Re: Searching for a strict prefix

Posted by Shlomy Reinstein <sr...@gmail.com>.

Hi,

Thanks. By "strict prefix", I meant a prefix of the name
(case-insensitive). What you suggest ("tagname: updateC*") was the
first thing I tried, but it happens to work only partially. In my
case, I have a lot of names beginning with "m_sz<something>", e.g.
"m_szComment", "m_szName". Trying a query like "tagname: m_szC*" will
not find the "m_szComment" value. I just wrote the wrong example here.

Shlomy

On Mon, May 24, 2010 at 11:32 AM, Ian Lea <ia...@gmail.com> wrote:
> StandardAnalyzer should work fine, mark the field as indexed, no need
> to store it unless you want to retrieve it for display.
>
> Query via QueryParser using "tagname: updateC*" or programatically via
> PrefixQuery.
>
>
> Although I'm not sure exactly what you mean by "strict prefix".  If
> you mean that the prefix should match exactly on case, punctuation
> etc. maybe use KeywordAnalyzer instead.
>
>
>
> --
> Ian.
>
>
> On Sun, May 23, 2010 at 3:03 PM, Shlomy Reinstein <sr...@gmail.com> wrote:
>> Hi,
>>
>> I have a Lucene index that contains source code tags (a tag can be any
>> named source code element - function, class, variable). Each document
>> contains a field with the tag name and some additional information.
>> I'd like to be able to perform strict prefix queries. E.g. if I have a
>> tag named "updateChildren", I'd like to be able to write a query like
>> "updateC*" and get the list of tags that have this prefix
>> (updateChildren being one of them).
>>
>> Is there a way to do this?
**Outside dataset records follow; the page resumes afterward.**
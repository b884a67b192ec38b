use super::{Polygon, PolygonArray, PolygonArrayView, PolygonSpatialIndex, PolygonView};
use crate::{
    core::{math::Vector2, traits::Real},
    error::GeometryError,
    kernels::{
        compute_area, compute_extents, compute_line_length, geometry_map_nested2,
        polygons_intersect_bounds,
    },
    multiline::{MultiLineArrayView, MultiLineView},
    ragged::{RaggedArray2View, RingBufferView},
};
use static_aabb2d_index::AABB;
use std::ops::Range;

/// Trait representing a readonly source of a single polygon: an exterior ring followed by zero or
/// more hole rings stored in the ragged ring layout.
///
/// Implemented by the owned [Polygon] and the borrowed [PolygonView]. All measures are computed
/// directly over the flat coordinate buffer.
pub trait PolygonSource {
    /// Numeric type used for coordinates.
    type Num: Real;

    /// Borrow the rings of the polygon.
    fn rings(&self) -> RingBufferView<'_, Self::Num>;

    /// Total number of rings (exterior plus holes).
    #[inline]
    fn ring_count(&self) -> usize {
        self.rings().ring_count()
    }

    /// Returns true if the polygon has no rings.
    #[inline]
    fn is_empty(&self) -> bool {
        self.ring_count() == 0
    }

    /// Flat coordinates of ring `i`, ring 0 is the exterior.
    ///
    /// # Panics
    ///
    /// Panics if `i` is out of bounds.
    #[inline]
    fn ring(&self, i: usize) -> &[Self::Num] {
        self.rings().ring(i)
    }

    /// Flat coordinates of the exterior ring, `None` if the polygon has no rings.
    #[inline]
    fn exterior(&self) -> Option<&[Self::Num]> {
        if self.is_empty() {
            None
        } else {
            Some(self.ring(0))
        }
    }

    /// Iterate over the flat coordinates of the hole rings.
    #[inline]
    fn interiors(&self) -> impl Iterator<Item = &[Self::Num]> + '_ {
        self.rings().iter_rings().skip(1)
    }

    /// Reshape ring `i` into points.
    #[inline]
    fn ring_points(&self, i: usize) -> Vec<Vector2<Self::Num>> {
        self.rings().ring_points(i)
    }

    /// Reshape every ring into points, for handing over to an external shape representation.
    fn to_ring_points(&self) -> Vec<Vec<Vector2<Self::Num>>> {
        let rings = self.rings();
        (0..rings.ring_count())
            .map(|i| rings.ring_points(i))
            .collect()
    }

    /// Total perimeter of all rings, see [compute_line_length].
    ///
    /// # Examples
    ///
    /// ```
    /// # use flatgeom::polygon::*;
    /// # use flatgeom::core::traits::*;
    /// let square = vec![0.0, 0.0, 0.0, 2.0, 2.0, 2.0, 2.0, 0.0, 0.0, 0.0];
    /// let polygon = Polygon::from_rings(&[square], &PolygonBuildOptions::new()).unwrap();
    /// assert!(polygon.length().fuzzy_eq(8.0));
    /// ```
    #[inline]
    fn length(&self) -> Self::Num {
        let rings = self.rings();
        compute_line_length(rings.coords(), rings.ring_offsets())
    }

    /// Area of the exterior minus the area of the holes, see [compute_area].
    ///
    /// # Examples
    ///
    /// ```
    /// # use flatgeom::polygon::*;
    /// # use flatgeom::core::traits::*;
    /// let square = vec![0.0, 0.0, 0.0, 2.0, 2.0, 2.0, 2.0, 0.0, 0.0, 0.0];
    /// let hole = vec![0.5, 0.5, 1.5, 0.5, 1.5, 1.5, 0.5, 1.5, 0.5, 0.5];
    /// let polygon = Polygon::from_rings(&[square, hole], &PolygonBuildOptions::new()).unwrap();
    /// assert!(polygon.area().fuzzy_eq(3.0));
    /// ```
    #[inline]
    fn area(&self) -> Self::Num {
        let rings = self.rings();
        compute_area(rings.coords(), rings.ring_offsets())
    }

    /// Returns true if any ring edge touches or crosses `bounds`, or `bounds` lies inside the
    /// exterior ring. Holes are not subtracted, this is a conservative pre-filter test.
    ///
    /// Computed with the same batched kernel used by [PolygonArraySource::intersects_bounds].
    fn intersects_bounds(&self, bounds: &AABB<Self::Num>) -> bool {
        let rings = self.rings();
        let mut result = [false];
        polygons_intersect_bounds(
            bounds.min_x,
            bounds.min_y,
            bounds.max_x,
            bounds.max_y,
            rings.coords(),
            &[0],
            &[rings.ring_count() as u32],
            rings.ring_offsets(),
            &mut result,
        );
        result[0]
    }

    /// Bounding box of all ring points, `None` if there are no points.
    #[inline]
    fn extents(&self) -> Option<AABB<Self::Num>> {
        let rings = self.rings();
        compute_extents(rings.coords(), rings.ring_offsets())
    }

    /// The rings of the polygon viewed as a multi-line (same buffers, no copy).
    #[inline]
    fn boundary(&self) -> MultiLineView<'_, Self::Num> {
        MultiLineView::new(self.rings())
    }

    /// Copy into a new owned [Polygon].
    #[inline]
    fn to_polygon(&self) -> Polygon<Self::Num> {
        Polygon::from_ring_buffer(self.rings().to_ring_buffer())
    }
}

/// Compute one value per geometry with `kernel`, NaN for null geometries.
pub(crate) fn map_measure<T>(buffers: RaggedArray2View<'_, T>, kernel: fn(&[T], &[u32]) -> T) -> Vec<T>
where
    T: Real,
{
    let mut result = vec![T::nan(); buffers.len()];
    geometry_map_nested2(
        kernel,
        &mut result,
        0,
        buffers.coords(),
        buffers.geom_offsets(),
        buffers.ring_offsets(),
        buffers.null_mask(),
    );
    result
}

/// Start and stop ring offsets for the geometries selected by `indices` (all if `None`).
///
/// # Panics
///
/// Panics if an index is out of bounds.
pub(crate) fn select_ring_ranges(
    geom_offsets: &[u32],
    indices: Option<&[usize]>,
) -> (Vec<u32>, Vec<u32>) {
    match indices {
        Some(indices) => indices
            .iter()
            .map(|&i| (geom_offsets[i], geom_offsets[i + 1]))
            .unzip(),
        None => {
            let n = geom_offsets.len().saturating_sub(1);
            (geom_offsets[..n].to_vec(), geom_offsets[1..].to_vec())
        }
    }
}

/// Trait representing a readonly collection of polygons stored in the two level ragged layout.
///
/// Implemented by the owned [PolygonArray] and the borrowed [PolygonArrayView]. Reductions return
/// one value per polygon, NaN for null polygons.
pub trait PolygonArraySource {
    /// Numeric type used for coordinates.
    type Num: Real;

    /// Borrow the underlying ragged buffers.
    fn buffers(&self) -> RaggedArray2View<'_, Self::Num>;

    /// Number of polygons (null polygons included).
    #[inline]
    fn len(&self) -> usize {
        self.buffers().len()
    }

    #[inline]
    fn is_empty(&self) -> bool {
        self.len() == 0
    }

    /// Returns true if polygon `i` is null.
    #[inline]
    fn is_null(&self, i: usize) -> bool {
        self.buffers().is_null(i)
    }

    /// Polygon `i`, `None` if out of bounds or null. The returned view borrows the shared
    /// coordinate buffer.
    #[inline]
    fn get(&self, i: usize) -> Option<PolygonView<'_, Self::Num>> {
        self.buffers().get(i).map(PolygonView::new)
    }

    /// Iterate over all polygons, `None` for null polygons.
    #[inline]
    fn iter(&self) -> impl Iterator<Item = Option<PolygonView<'_, Self::Num>>> + '_ {
        let buffers = self.buffers();
        (0..buffers.len()).map(move |i| buffers.get(i).map(PolygonView::new))
    }

    /// Sub collection of the polygons in `range`, no coordinates are copied.
    ///
    /// # Panics
    ///
    /// Panics if `range` is out of bounds.
    #[inline]
    fn slice(&self, range: Range<usize>) -> PolygonArrayView<'_, Self::Num> {
        PolygonArrayView::new(self.buffers().slice(range))
    }

    /// Perimeter of every polygon (NaN for null polygons).
    #[inline]
    fn length(&self) -> Vec<Self::Num> {
        map_measure(self.buffers(), compute_line_length)
    }

    /// Area of every polygon (NaN for null polygons).
    ///
    /// # Examples
    ///
    /// ```
    /// # use flatgeom::polygon::*;
    /// # use flatgeom::core::traits::*;
    /// let square = vec![0.0, 0.0, 0.0, 2.0, 2.0, 2.0, 2.0, 0.0, 0.0, 0.0];
    /// let array = PolygonArray::from_polygons(
    ///     vec![Some(vec![square.clone()]), None],
    ///     &PolygonBuildOptions::new(),
    /// )
    /// .unwrap();
    /// let area: Vec<f64> = array.area();
    /// assert!(area[0].fuzzy_eq(4.0));
    /// assert!(area[1].is_nan());
    /// ```
    #[inline]
    fn area(&self) -> Vec<Self::Num> {
        map_measure(self.buffers(), compute_area)
    }

    /// Bounds intersection test for every polygon, or only for the polygons in `indices` (result
    /// then has `indices.len()` entries in the same order). All selected polygons are tested in a
    /// single batched kernel call. Null polygons never intersect.
    ///
    /// # Panics
    ///
    /// Panics if any index is out of bounds.
    fn intersects_bounds(&self, bounds: &AABB<Self::Num>, indices: Option<&[usize]>) -> Vec<bool> {
        let buffers = self.buffers();
        let (start_offsets0, stop_offsets0) = select_ring_ranges(buffers.geom_offsets(), indices);
        let mut result = vec![false; start_offsets0.len()];
        polygons_intersect_bounds(
            bounds.min_x,
            bounds.min_y,
            bounds.max_x,
            bounds.max_y,
            buffers.coords(),
            &start_offsets0,
            &stop_offsets0,
            buffers.ring_offsets(),
            &mut result,
        );

        if buffers.null_mask().is_some() {
            for (k, r) in result.iter_mut().enumerate() {
                let i = indices.map_or(k, |indices| indices[k]);
                if buffers.is_null(i) {
                    *r = false;
                }
            }
        }

        result
    }

    /// Bounding box of every polygon, `None` for null polygons and polygons without points.
    fn extents(&self) -> Vec<Option<AABB<Self::Num>>> {
        self.iter()
            .map(|polygon| polygon.and_then(|p| p.extents()))
            .collect()
    }

    /// Bounding box of all non-null polygons.
    fn total_extents(&self) -> Option<AABB<Self::Num>> {
        self.extents().into_iter().flatten().reduce(|acc, e| {
            AABB::new(
                num_traits::real::Real::min(acc.min_x, e.min_x),
                num_traits::real::Real::min(acc.min_y, e.min_y),
                num_traits::real::Real::max(acc.max_x, e.max_x),
                num_traits::real::Real::max(acc.max_y, e.max_y),
            )
        })
    }

    /// Creates a spatial index of the polygon bounding boxes, see [PolygonSpatialIndex].
    #[inline]
    fn create_aabb_index(&self) -> Result<PolygonSpatialIndex<Self::Num>, GeometryError> {
        PolygonSpatialIndex::new(self)
    }

    /// The collection viewed as multi-lines (same buffers, no copy).
    #[inline]
    fn boundary(&self) -> MultiLineArrayView<'_, Self::Num> {
        MultiLineArrayView::new(self.buffers())
    }

    /// Copy into a compact owned [PolygonArray].
    #[inline]
    fn to_polygon_array(&self) -> Result<PolygonArray<Self::Num>, GeometryError> {
        Ok(PolygonArray::from_buffers(self.buffers().to_ragged_array()?))
    }
}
Please suggest how I should store the field
>> for this purpose - which analyzer to use, whether to keep it stored,
>> etc.
>>
>> Thanks,
>> Shlomy
>>
>> ---------------------------------------------------------------------
>> To unsubscribe, e-mail: java-user-unsubscribe@lucene.apache.org
>> For additional commands, e-mail: java-user-help@lucene.apache.org
>>
>>
>
> ---------------------------------------------------------------------
> To unsubscribe, e-mail: java-user-unsubscribe@lucene.apache.org
> For additional commands, e-mail: java-user-help@lucene.apache.org
>
>

---------------------------------------------------------------------
To unsubscribe, e-mail: java-user-unsubscribe@lucene.apache.org
For additional commands, e-mail: java-user-help@lucene.apache.org

Re: Searching for a strict prefix

Posted by Ian Lea <ia...@gmail.com>.

StandardAnalyzer should work fine, mark the field as indexed, no need
to store it unless you want to retrieve it for display.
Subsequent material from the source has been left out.